Does the United States government have a right to seek out and eliminate threats from stateless individuals (or citizens of other countries who act in a manner which is "stateless")? Does the United States government have a right to look at irrational, destructive acts as warlike? Should we use traditional or non-traditional means to fight this kind of thing?

Somehow, I just don't think the people involved here quite know what they're doing:
The LulzSec group of rogue hackers are threatening to steal classified information from governments, banks and other high-ranking establishments, in what would be an escalation of their cyber attacks.

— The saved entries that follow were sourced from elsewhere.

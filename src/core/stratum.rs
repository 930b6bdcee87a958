//! Per-stratum filtering.
//!
//! Every stratum turns into exactly one filtering-engine request and one
//! uniquely named identifier file inside the job directory.

use crate::bio::strains::{read_strains, StrainSet};
use crate::core::config::Config;
use crate::core::job::{JobContext, PreparedInputs};
use crate::core::schema::{Stratum, SubsamplingSchema};
use crate::tools::request::{Condition, FilterOutput, FilterRequest, Query};
use crate::tools::traits::FilterEngine;
use crate::{GistError, Result};
use serde::Serialize;
use std::fmt;
use std::path::{Path, PathBuf};
use tracing::{debug, warn};

#[derive(Debug, Clone, Copy, PartialEq, Eq, Hash, Serialize)]
#[serde(rename_all = "snake_case")]
pub enum StratumKind {
    State,
    Country,
    Outgroup,
    Complement,
}

impl fmt::Display for StratumKind {
    fn fmt(&self, f: &mut fmt::Formatter<'_>) -> fmt::Result {
        match self {
            StratumKind::State => write!(f, "state"),
            StratumKind::Country => write!(f, "country"),
            StratumKind::Outgroup => write!(f, "outgroup"),
            StratumKind::Complement => write!(f, "background complement"),
        }
    }
}

#[derive(Debug, Clone, Copy, PartialEq, Eq, Serialize)]
#[serde(rename_all = "snake_case")]
pub enum StratumRole {
    Target,
    Background,
}

/// One stratum's selection. The identifier file always exists once a
/// result has been produced, even when it is empty.
#[derive(Debug, Clone, Serialize)]
pub struct StratumResult {
    pub kind: StratumKind,
    pub sigla: String,
    pub role: StratumRole,
    pub path: PathBuf,
    pub count: usize,
}

impl StratumResult {
    pub fn is_empty(&self) -> bool {
        self.count == 0
    }

    pub fn strains(&self) -> Result<StrainSet> {
        read_strains(&self.path)
    }
}

/// Identifier used for the single outgroup stratum.
pub const OUTGROUP_SIGLA: &str = "outgroup";
/// Identifier used for the rest-of-world background.
pub const COMPLEMENT_SIGLA: &str = "complement";

pub fn output_name(kind: StratumKind, sigla: &str) -> String {
    match kind {
        StratumKind::State => format!("state_{}_sub.txt", sigla),
        StratumKind::Country => format!("country_{}_sub.txt", sigla),
        StratumKind::Outgroup => "outgroup_sub.txt".to_string(),
        StratumKind::Complement => "background_complement_sub.txt".to_string(),
    }
}

fn required(kind: StratumKind, stratum: Option<&Stratum>) -> Result<&Stratum> {
    stratum.ok_or_else(|| GistError::InvalidRequest(format!("{} filter needs a stratum", kind)))
}

/// Builds and runs stratum requests against shared, read-only inputs.
pub struct StratumFilter<'a> {
    ctx: &'a JobContext,
    engine: &'a dyn FilterEngine,
    inputs: &'a PreparedInputs,
    schema: &'a SubsamplingSchema,
    config: &'a Config,
}

impl<'a> StratumFilter<'a> {
    pub fn new(
        ctx: &'a JobContext,
        engine: &'a dyn FilterEngine,
        inputs: &'a PreparedInputs,
        schema: &'a SubsamplingSchema,
        config: &'a Config,
    ) -> Self {
        Self {
            ctx,
            engine,
            inputs,
            schema,
            config,
        }
    }

    pub fn ctx(&self) -> &JobContext {
        self.ctx
    }

    pub fn engine(&self) -> &dyn FilterEngine {
        self.engine
    }

    pub fn home_country(&self) -> &str {
        self.schema
            .home_country
            .as_deref()
            .unwrap_or(&self.config.subsampling.home_country)
    }

    fn base(&self, output: &Path) -> FilterRequest {
        FilterRequest::select(
            &self.inputs.metadata,
            self.inputs.sequence_index.as_deref(),
            output,
        )
        .with_min_length(self.schema.min_genome_len)
    }

    fn target_lineages(&self) -> Condition {
        Condition::one_of(&self.config.columns.lineage, &self.schema.target_lineages)
    }

    fn human_host(&self) -> Condition {
        Condition::equals(&self.config.columns.host, &self.config.subsampling.host)
    }

    /// The request for one stratum. `stratum` is required for state and
    /// country strata and ignored for the outgroup.
    pub fn request(
        &self,
        kind: StratumKind,
        stratum: Option<&Stratum>,
    ) -> Result<FilterRequest> {
        let columns = &self.config.columns;
        let window = (Some(self.schema.min_date), Some(self.schema.max_date));
        let group_by = &self.config.subsampling.group_by;

        let request = match kind {
            StratumKind::State => {
                let stratum = required(kind, stratum)?;
                let query = Query::new()
                    .and(Condition::equals(&columns.country, self.home_country()))
                    .and(Condition::equals(&columns.division, &stratum.name))
                    .and(self.target_lineages())
                    .and(self.human_host());
                self.base(&self.ctx.path(&output_name(kind, &stratum.sigla)))
                    .with_query(query)
                    .with_dates(window.0, window.1)
                    .with_cap(stratum.max_genomes, group_by)
            }
            StratumKind::Country => {
                let stratum = required(kind, stratum)?;
                let query = Query::new()
                    .and(Condition::equals(&columns.country, &stratum.name))
                    .and(self.target_lineages())
                    .and(self.human_host());
                self.base(&self.ctx.path(&output_name(kind, &stratum.sigla)))
                    .with_query(query)
                    .with_dates(window.0, window.1)
                    .with_cap(stratum.max_genomes, group_by)
            }
            StratumKind::Outgroup => {
                let query = Query::new()
                    .and(Condition::one_of(&columns.lineage, &self.schema.outgroup_lineages))
                    .and(self.human_host());
                // Outgroup genomes predate the study window.
                self.base(&self.ctx.path(&output_name(kind, OUTGROUP_SIGLA)))
                    .with_query(query)
                    .with_dates(None, Some(self.schema.min_date))
                    .with_cap(self.config.subsampling.outgroup_max_genomes, group_by)
            }
            StratumKind::Complement => {
                let query = Query::new()
                    .and(Condition::not_equals(&columns.country, self.home_country()))
                    .and(self.target_lineages())
                    .and(self.human_host());
                self.base(&self.ctx.path(&output_name(kind, COMPLEMENT_SIGLA)))
                    .with_query(query)
                    .with_dates(window.0, window.1)
            }
        };
        Ok(request)
    }

    /// Run one request and collect its identifier file into a result.
    pub fn execute(
        &self,
        kind: StratumKind,
        sigla: &str,
        role: StratumRole,
        request: &FilterRequest,
    ) -> Result<StratumResult> {
        let path = match &request.output {
            FilterOutput::Strains(path) => path.clone(),
            FilterOutput::Records { .. } => {
                return Err(GistError::InvalidRequest(format!(
                    "{} stratum '{}' must write a strain list",
                    kind, sigla
                )))
            }
        };

        debug!("Filtering {} stratum '{}' with {}", kind, sigla, self.engine.name());
        self.engine.filter(request)?;

        // Downstream unions and exclude lists need the file even when the
        // engine selected nothing.
        if !path.exists() {
            std::fs::File::create(&path)?;
        }
        let count = read_strains(&path)?.len();
        if count == 0 {
            warn!("{} stratum '{}' selected no genomes", kind, sigla);
        } else {
            debug!("{} stratum '{}' selected {} genomes", kind, sigla, count);
        }

        Ok(StratumResult {
            kind,
            sigla: sigla.to_string(),
            role,
            path,
            count,
        })
    }

    /// Filter one state or country stratum, or the outgroup.
    pub fn run(&self, kind: StratumKind, stratum: Option<&Stratum>) -> Result<StratumResult> {
        let request = self.request(kind, stratum)?;
        let (sigla, role) = match (kind, stratum) {
            (StratumKind::State, Some(s)) if self.schema.is_target(&s.sigla) => {
                (s.sigla.as_str(), StratumRole::Target)
            }
            (StratumKind::State | StratumKind::Country, Some(s)) => {
                (s.sigla.as_str(), StratumRole::Background)
            }
            (StratumKind::Complement, _) => (COMPLEMENT_SIGLA, StratumRole::Background),
            _ => (OUTGROUP_SIGLA, StratumRole::Background),
        };
        self.execute(kind, sigla, role, &request)
    }
}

So far LulzSec's publicized assaults on Sony Corp, the CIA, News Corp's Fox TV and other targets have mostly resulted in temporary disruptions of some websites and the release of user credentials.
But now, LulzSec says it is teaming up with the Anonymous hacker activist group to cause more serious trouble.
"Government hacking is taking place right now, behind the scenes," LulzSec said on Monday in a message posted on Twitter, the microblogging site where the group has cultivated more than 210,000 followers.
LulzSec had said last Friday that it hacks to have fun and to warn people that personal information is not safe in the hands of Internet companies. But two days later, Lulz said its top priority was to leak "classified government information, including email spools and documentation."
It's great that they are good with computers and can exploit networks. This fundamental belief that they can just act in this manner without having to face the consequences is what troubles me. We have a highly-skilled group of individuals trying to do serious damage to the infrastructure of companies and governments. The idea that these governments and companies are going to remain bumbling fools and are not going to obliterate these people (legally or otherwise) is laughable. Nothing terrifies a bureaucracy more than an irrational actor. Nothing affects the bottom line more than humiliation. The reactions that we might see could very well remain within the rule of law, which is fine. I don't think we need to go beyond that.

Here's what the various hacker organizations (if they really exist as organizations) are good at--exploiting weaknesses in computer systems and networks. They're very good at it, and they have come to believe themselves capable of doing tremendous acts of note. The media fuels the attention paid to them, and then the need to top their last act takes over.

Here's what the United States government has gotten really good at over the past decade or so--paying people large sums of money for information on how to find and kill people. Look it up.

I hope it doesn't come to such a thing, but it very well could.